Scientific classification
- Kingdom: Animalia
- Phylum: Arthropoda
- Class: Insecta
- Order: Lepidoptera
- Family: Eupterotidae
- Genus: Papuapterote
- Species: P. crenulata
- Binomial name: Papuapterote crenulata (Joicey & Talbot, 1916)
- Synonyms: Eupterote crenulata Joicey & Talbot, 1916;

= Papuapterote crenulata =

- Authority: (Joicey & Talbot, 1916)
- Synonyms: Eupterote crenulata Joicey & Talbot, 1916

Species of moth

Papuapterote crenulata is a moth in the family Eupterotidae. It was described by James John Joicey and George Talbot in 1916. It is found on New Guinea.

The length of the forewings is about 46 mm.

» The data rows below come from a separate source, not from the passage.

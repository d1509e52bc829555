//! Public API regression tests for the prediction engine.
//!
//! Determinism is checked by self-consistency (two runs of the same
//! request must agree), never by replaying captured output of one build.

use std::collections::HashSet;

use ejp_gen_core::engine::generator::Generator;
use ejp_gen_core::engine::prediction_input::{Method, PredictionInput};
use ejp_gen_core::engine::result_set::ResultSet;
use ejp_gen_core::engine::rng::Mulberry32;

const METHOD_KEYS: [&str; 5] = ["statistical", "ml_ensemble", "quantum", "neural", "consensus"];

fn request(key: &str, sets: usize, seed: Option<&str>) -> PredictionInput {
	let method: Method = key.parse().unwrap();
	PredictionInput { method, sets, seed: seed.map(str::to_owned) }
}

fn assert_well_formed(set: &ResultSet) {
	assert_eq!(set.main.len(), 5, "main must hold 5 numbers");
	assert_eq!(set.euro.len(), 2, "euro must hold 2 numbers");
	let main: HashSet<u8> = set.main.iter().copied().collect();
	let euro: HashSet<u8> = set.euro.iter().copied().collect();
	assert_eq!(main.len(), 5, "main numbers must be distinct");
	assert_eq!(euro.len(), 2, "euro numbers must be distinct");
	assert!(set.main.iter().all(|n| (1..=50).contains(n)));
	assert!(set.euro.iter().all(|n| (1..=12).contains(n)));
}

#[test]
fn every_method_emits_well_formed_sets() {
	let generator = Generator::new();
	for key in METHOD_KEYS {
		// Unseeded first (platform randomness), then seeded.
		for seed in [None, Some("well-formed")] {
			let sets = generator.predict(&request(key, 3, seed)).unwrap();
			assert_eq!(sets.len(), 3);
			for set in &sets {
				assert_well_formed(set);
			}
		}
	}
}

#[test]
fn seeded_requests_reproduce_exactly() {
	for key in METHOD_KEYS {
		let first = Generator::new().predict(&request(key, 4, Some("pin me down"))).unwrap();
		let second = Generator::new().predict(&request(key, 4, Some("pin me down"))).unwrap();
		assert_eq!(first, second, "{key} diverged between runs");
	}
}

#[test]
fn shorter_requests_are_prefixes_of_longer_ones() {
	// Sets of one request advance a single stream, so set N never moves
	// when more sets are appended after it.
	for key in METHOD_KEYS {
		let generator = Generator::new();
		let long = generator.predict(&request(key, 3, Some("prefix"))).unwrap();
		let short = generator.predict(&request(key, 1, Some("prefix"))).unwrap();
		assert_eq!(long[..1], short[..], "{key} first set moved");
	}
}

#[test]
fn nearby_seeds_diverge_almost_always() {
	let generator = Generator::new();
	let mut differing = 0;
	for i in 0..100 {
		let a = generator
			.predict(&request("statistical", 1, Some(&format!("divergence-{i}-a"))))
			.unwrap();
		let b = generator
			.predict(&request("statistical", 1, Some(&format!("divergence-{i}-b"))))
			.unwrap();
		if a != b {
			differing += 1;
		}
	}
	assert!(differing >= 99, "only {differing}/100 one-character seed pairs diverged");
}

#[test]
fn methods_disagree_for_the_same_seed() {
	let generator = Generator::new();
	let outputs: Vec<Vec<ResultSet>> = METHOD_KEYS
		.iter()
		.map(|key| generator.predict(&request(key, 1, Some("shared seed"))).unwrap())
		.collect();
	let distinct: HashSet<String> = outputs.iter().map(|sets| format!("{sets:?}")).collect();
	assert!(distinct.len() > 1, "all methods produced identical output");
}

#[test]
fn empty_seed_behaves_like_absent_seed() {
	// Substitute the ambient source with a fixed one: if the empty seed
	// were folded instead of ignored, these two outputs would differ.
	let generator =
		Generator::with_ambient_source(Box::new(|| Box::new(Mulberry32::new(777))));
	let unseeded = generator.predict(&request("quantum", 2, None)).unwrap();
	let empty = generator.predict(&request("quantum", 2, Some(""))).unwrap();
	assert_eq!(unseeded, empty);
}

#[test]
fn injected_ambient_source_reproduces() {
	let generator =
		Generator::with_ambient_source(Box::new(|| Box::new(Mulberry32::new(0xC0FFEE))));
	let first = generator.predict(&request("consensus", 2, None)).unwrap();
	let second = generator.predict(&request("consensus", 2, None)).unwrap();
	assert_eq!(first, second);
	for set in &first {
		assert_well_formed(set);
	}
}

#[test]
fn empty_seed_consensus_emits_three_well_formed_sets() {
	let generator = Generator::new();
	let sets = generator.predict(&request("consensus", 3, Some(""))).unwrap();
	assert_eq!(sets.len(), 3);
	for set in &sets {
		assert_well_formed(set);
	}
}

#[test]
fn zero_sets_is_rejected_for_every_method() {
	let generator = Generator::new();
	for key in METHOD_KEYS {
		let result = generator.predict(&request(key, 0, Some("zero")));
		assert!(result.is_err(), "{key} accepted a zero-set request");
	}
}

#[test]
fn unseeded_requests_are_not_reproducible() {
	// Two platform-backed runs colliding on 3 full sets is as good as
	// impossible; equality here would mean the seed path leaked into the
	// ambient path.
	let generator = Generator::new();
	let first = generator.predict(&request("statistical", 3, None)).unwrap();
	let second = generator.predict(&request("statistical", 3, None)).unwrap();
	assert_ne!(first, second);
}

The forewings are pale brown, entirely suffused with black scaling, more so at the costa. There is a curved black basal line from the costa to the inner margin and a faint dark band crossing the cell from the costa to the inner margin, its outer edge crenulate (scolloped). There are two dark and faint narrow crenulate discal bands beyond the cell and there is a heavily marked waved submarginal black line, separated by the ground colour from a dark marginal band. The hindwings are pale brown with a wide dark marginal area of sparse black scaling. A well-marked dark and waved line crosses the wing from before the apex to the inner margin.